Post by zerohourrct »

Did some product research on document scanners on newegg. My biggest result is price vs. PPM research.

Be careful with advertised ppm/ipm. IPM is *supposed* to be a standardized scan at 300dpi, but few of the scanners I've looked at actually advertised their ipm correctly. IPM is doubled for duplex scanners, so the most common claims you will find is 40ppm/80ipm due to it being a duplex scanner, but this 'fastest' value is usually at 150/200 dpi which is NOT the correct resolution for IPM.

Obviously an ADF (auto document feeder) is a must, but 'large' ADFs have a maximum capacity of 50-80 pages; not even a complete book. A DIY feeder capable of holding an entire book would be a huge improvement. Spring-lift and screw-lift both seem viable options. You might be able to hack a workstation printer's 500-page ream feeder.

All below listed ppms are based on advertised simplex values at 300dpi, a duplex page will double that as IPM. Nearly all document scanners offer duplex scanning, but double-check to make sure before purchase, there's a few oddballs.

Currently cheap-o scanners will run you 250-200 dollars, new.
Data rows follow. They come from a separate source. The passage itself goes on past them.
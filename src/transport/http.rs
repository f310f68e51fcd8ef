use super::errors::{TransportError, TransportResult};
use async_trait::async_trait;
use std::collections::BTreeMap;
use tracing::{debug, trace};
use url::Url;

/// A fully built request. Header names are lower case.
#[derive(Debug, Clone, PartialEq)]
pub struct HttpRequest {
    pub method: String,
    pub url: Url,
    pub headers: BTreeMap<String, String>,
    pub body: String,
}

impl HttpRequest {
    /// Starts a request with the `host` header taken from `url`.
    pub fn new(method: impl Into<String>, url: Url) -> Self {
        let mut headers = BTreeMap::new();
        if let Some(host) = host_header(&url) {
            headers.insert("host".to_string(), host);
        }
        HttpRequest {
            method: method.into(),
            url,
            headers,
            body: String::new(),
        }
    }

    pub fn header(mut self, name: &str, value: impl Into<String>) -> Self {
        self.headers.insert(name.to_lowercase(), value.into());
        self
    }

    pub fn body(mut self, body: impl Into<String>) -> Self {
        self.body = body.into();
        self
    }
}

#[derive(Debug, Clone, PartialEq)]
pub struct HttpResponse {
    pub status: u16,
    pub headers: BTreeMap<String, String>,
    pub body: String,
}

impl HttpResponse {
    pub fn is_success(&self) -> bool {
        (200..300).contains(&self.status)
    }
}

/// Sends one request and returns the raw response. Implementations do not
/// retry.
#[async_trait]
pub trait ApiTransport {
    async fn send(&self, request: HttpRequest) -> TransportResult<HttpResponse>;
}

pub struct ReqwestTransport {
    http: reqwest::Client,
}

impl ReqwestTransport {
    pub fn new(verify_ssl: bool) -> TransportResult<Self> {
        let http = reqwest::Client::builder()
            .danger_accept_invalid_certs(!verify_ssl)
            .user_agent(concat!("c2client/", env!("CARGO_PKG_VERSION")))
            .build()?;
        Ok(Self { http })
    }
}

#[async_trait]
impl ApiTransport for ReqwestTransport {
    async fn send(&self, request: HttpRequest) -> TransportResult<HttpResponse> {
        let method = reqwest::Method::from_bytes(request.method.as_bytes()).map_err(|_| {
            TransportError::invalid_request(format!("invalid HTTP method '{}'", request.method))
        })?;

        debug!(method = %method, url = %request.url, "sending request");
        trace!(body = %request.body, "request body");

        let mut builder = self.http.request(method, request.url);
        for (name, value) in &request.headers {
            builder = builder.header(name.as_str(), value.as_str());
        }
        if !request.body.is_empty() {
            builder = builder.body(request.body);
        }

        let response = builder.send().await?;
        let status = response.status().as_u16();
        let headers = response
            .headers()
            .iter()
            .filter_map(|(name, value)| {
                value
                    .to_str()
                    .ok()
                    .map(|v| (name.as_str().to_lowercase(), v.to_string()))
            })
            .collect();
        let body = response.text().await?;

        debug!(status, "received response");
        trace!(body = %body, "response body");

        Ok(HttpResponse {
            status,
            headers,
            body,
        })
    }
}

/// `host[:port]`, with the port only when it is not the scheme default.
pub fn host_header(url: &Url) -> Option<String> {
    let host = url.host_str()?;
    Some(match url.port() {
        Some(port) => format!("{}:{}", host, port),
        None => host.to_string(),
    })
}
Offering ~20ppm. This is an excellent compromise for the price, and would be great for any office too. The only downside is that most offer meagre software support, and most are not designed for continuous heavy use.

There is a line of scanners in the 400-500$ range around ~40ppm. I don't recommend them, either you're going cheap or you have the money to burn on the next highest wicket. The only benefit here is you start to see additional features, like double-feed detection.

In the 750-900$ range you'll find 60ppm speeds. That's less than 5 minutes for most books. This seems like the sweet spot, and about every major brand has an offering here.

In the 1200-1400$ range you'll find slightly faster; around 80ppm. This is about as high as you can get speed-wise. But still the ADF is usually limited to 100 pages or less. Some of these even support A5 size scanning, which would be useful for engineering foldouts, maybe even textbooks if you would remove the binding without damaging the centerfold of pagepacks. Seems like a lot more work than just band-sawing the spine.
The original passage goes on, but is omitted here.